= Beginning of Section =

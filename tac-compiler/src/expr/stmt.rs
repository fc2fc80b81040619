use tac_parser::parser::ast::stmt::Stmt;
use tracing::debug;
use crate::{Compile, Compiler, InstructionKind, Place};

/// Compiles each assignment in order, ending each with `<target> = <value>`. Unsupported
/// statements produce no instructions.
pub fn compile_stmts(stmts: &[Stmt], compiler: &mut Compiler) {
    for stmt in stmts {
        match stmt {
            Stmt::Assign(assign) => {
                let value = assign.value.compile(compiler);
                compiler.add_instr(InstructionKind::Copy {
                    dest: Place::Var(assign.target.name.clone()),
                    src: value,
                }, assign.span());
            },
            Stmt::Unsupported(unsupported) => {
                debug!(kind = ?unsupported.kind, span = ?unsupported.span, "skipping unsupported statement");
            },
        }
    }
}

#[cfg(test)]
mod tests {
    use pretty_assertions::assert_eq;
    use proptest::prelude::*;
    use tac_parser::parser::Parser;
    use crate::{Instruction, Operand, Place};
    use super::*;

    fn compile(source: &str) -> Vec<Instruction> {
        let stmts = Parser::new(source).try_parse_full_many().unwrap();
        Compiler::compile_program(&stmts).instructions
    }

    fn render(source: &str) -> Vec<String> {
        compile(source).iter().map(ToString::to_string).collect()
    }

    #[test]
    fn constant_assignment() {
        assert_eq!(render("y = 5"), vec!["y = 5"]);
    }

    #[test]
    fn variable_assignment() {
        assert_eq!(render("y = z"), vec!["y = z"]);
    }

    #[test]
    fn linear() {
        assert_eq!(render("x = 3*x + 5"), vec![
            "t0 = 3",
            "t1 = t0 * x",
            "t2 = 5",
            "t3 = t1 + t2",
            "x = t3",
        ]);
    }

    #[test]
    fn literals_are_stored_after_both_sides() {
        assert_eq!(render("x = 2 * (a + 1)"), vec![
            "t0 = 1",
            "t1 = a + t0",
            "t2 = 2",
            "t3 = t2 * t1",
            "x = t3",
        ]);
    }

    #[test]
    fn negated_literals_fold() {
        assert_eq!(render("x = -5"), vec!["x = -5"]);
        assert_eq!(render("x = --2.5"), vec!["x = 2.5"]);
        assert_eq!(render("x = +y"), vec!["x = y"]);
    }

    #[test]
    fn negated_variable() {
        assert_eq!(render("x = -y * 2"), vec![
            "t0 = -y",
            "t1 = 2",
            "t2 = t0 * t1",
            "x = t2",
        ]);
    }

    #[test]
    fn parentheses_are_transparent() {
        assert_eq!(render("x = ((y))"), vec!["x = y"]);
    }

    #[test]
    fn temporaries_continue_across_statements() {
        assert_eq!(render("a = 1 + b\nc = a * 2"), vec![
            "t0 = 1",
            "t1 = t0 + b",
            "a = t1",
            "t3 = 2",
            "t4 = a * t3",
            "c = t4",
        ]);
    }

    #[test]
    fn unsupported_statements_emit_nothing() {
        assert_eq!(render("y + 1\na = b = 2\nc += 1\nd = 4"), vec!["d = 4"]);
    }

    #[test]
    fn binary_operands_are_places() {
        for instruction in compile("x = 1 + 2 * 3 ** -y - 4 / (5 % z)") {
            if let InstructionKind::Binary { lhs, rhs, .. } = &instruction.kind {
                assert!(matches!(lhs, Operand::Place(_)), "{}", instruction);
                assert!(matches!(rhs, Operand::Place(_)), "{}", instruction);
            }
        }
    }

    #[test]
    fn spans_point_at_the_source() {
        let source = "x = a + 10";
        let instructions = compile(source);
        assert_eq!(&source[instructions[0].span.clone()], "10");
        assert_eq!(&source[instructions[1].span.clone()], "a + 10");
        assert_eq!(&source[instructions[2].span.clone()], "x = a + 10");
    }

    fn operand() -> impl Strategy<Value = String> {
        prop_oneof![
            (0u8..100).prop_map(|n| n.to_string()),
            "[a-e]",
        ]
    }

    proptest! {
        #[test]
        fn temporaries_strictly_increase(
            first in operand(),
            rest in prop::collection::vec((prop::sample::select(vec!["+", "-", "*", "/", "**"]), operand()), 0..12),
        ) {
            let mut source = format!("x = {}", first);
            for (op, operand) in &rest {
                source.push_str(&format!(" {} {}", op, operand));
            }

            let mut last = None;
            for instruction in compile(&source) {
                if let Place::Temp(n) = instruction.dest() {
                    prop_assert!(last.map_or(true, |last| *n > last));
                    last = Some(*n);
                }
            }
        }
    }
}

= End of Section =

To do: Return the material exactly as it was provided.

Solved exercise:
filename tac-compiler/src/expr/stmt.rs
repository fc2fc80b81040619
use tac_parser::parser::ast::stmt::Stmt;
use tracing::debug;
use crate::{Compile, Compiler, InstructionKind, Place};

/// Compiles each assignment in order, ending each with `<target> = <value>`. Unsupported
/// statements produce no instructions.
pub fn compile_stmts(stmts: &[Stmt], compiler: &mut Compiler) {
    for stmt in stmts {
        match stmt {
            Stmt::Assign(assign) => {
                let value = assign.value.compile(compiler);
                compiler.add_instr(InstructionKind::Copy {
                    dest: Place::Var(assign.target.name.clone()),
                    src: value,
                }, assign.span());
            },
            Stmt::Unsupported(unsupported) => {
                debug!(kind = ?unsupported.kind, span = ?unsupported.span, "skipping unsupported statement");
            },
        }
    }
}

#[cfg(test)]
mod tests {
    use pretty_assertions::assert_eq;
    use proptest::prelude::*;
    use tac_parser::parser::Parser;
    use crate::{Instruction, Operand, Place};
    use super::*;

    fn compile(source: &str) -> Vec<Instruction> {
        let stmts = Parser::new(source).try_parse_full_many().unwrap();
        Compiler::compile_program(&stmts).instructions
    }

    fn render(source: &str) -> Vec<String> {
        compile(source).iter().map(ToString::to_string).collect()
    }

    #[test]
    fn constant_assignment() {
        assert_eq!(render("y = 5"), vec!["y = 5"]);
    }

    #[test]
    fn variable_assignment() {
        assert_eq!(render("y = z"), vec!["y = z"]);
    }

    #[test]
    fn linear() {
        assert_eq!(render("x = 3*x + 5"), vec![
            "t0 = 3",
            "t1 = t0 * x",
            "t2 = 5",
            "t3 = t1 + t2",
            "x = t3",
        ]);
    }

    #[test]
    fn literals_are_stored_after_both_sides() {
        assert_eq!(render("x = 2 * (a + 1)"), vec![
            "t0 = 1",
            "t1 = a + t0",
            "t2 = 2",
            "t3 = t2 * t1",
            "x = t3",
        ]);
    }

    #[test]
    fn negated_literals_fold() {
        assert_eq!(render("x = -5"), vec!["x = -5"]);
        assert_eq!(render("x = --2.5"), vec!["x = 2.5"]);
        assert_eq!(render("x = +y"), vec!["x = y"]);
    }

    #[test]
    fn negated_variable() {
        assert_eq!(render("x = -y * 2"), vec![
            "t0 = -y",
            "t1 = 2",
            "t2 = t0 * t1",
            "x = t2",
        ]);
    }

    #[test]
    fn parentheses_are_transparent() {
        assert_eq!(render("x = ((y))"), vec!["x = y"]);
    }

    #[test]
    fn temporaries_continue_across_statements() {
        assert_eq!(render("a = 1 + b\nc = a * 2"), vec![
            "t0 = 1",
            "t1 = t0 + b",
            "a = t1",
            "t3 = 2",
            "t4 = a * t3",
            "c = t4",
        ]);
    }

    #[test]
    fn unsupported_statements_emit_nothing() {
        assert_eq!(render("y + 1\na = b = 2\nc += 1\nd = 4"), vec!["d = 4"]);
    }

    #[test]
    fn binary_operands_are_places() {
        for instruction in compile("x = 1 + 2 * 3 ** -y - 4 / (5 % z)") {
            if let InstructionKind::Binary { lhs, rhs, .. } = &instruction.kind {
                assert!(matches!(lhs, Operand::Place(_)), "{}", instruction);
                assert!(matches!(rhs, Operand::Place(_)), "{}", instruction);
            }
        }
    }

    #[test]
    fn spans_point_at_the_source() {
        let source = "x = a + 10";
        let instructions = compile(source);
        assert_eq!(&source[instructions[0].span.clone()], "10");
        assert_eq!(&source[instructions[1].span.clone()], "a + 10");
        assert_eq!(&source[instructions[2].span.clone()], "x = a + 10");
    }

    fn operand() -> impl Strategy<Value = String> {
        prop_oneof![
            (0u8..100).prop_map(|n| n.to_string()),
            "[a-e]",
        ]
    }

    proptest! {
        #[test]
        fn temporaries_strictly_increase(
            first in operand(),
            rest in prop::collection::vec((prop::sample::select(vec!["+", "-", "*", "/", "**"]), operand()), 0..12),
        ) {
            let mut source = format!("x = {}", first);
            for (op, operand) in &rest {
                source.push_str(&format!(" {} {}", op, operand));
            }

            let mut last = None;
            for instruction in compile(&source) {
                if let Place::Temp(n) = instruction.dest() {
                    prop_assert!(last.map_or(true, |last| *n > last));
                    last = Some(*n);
                }
            }
        }
    }
}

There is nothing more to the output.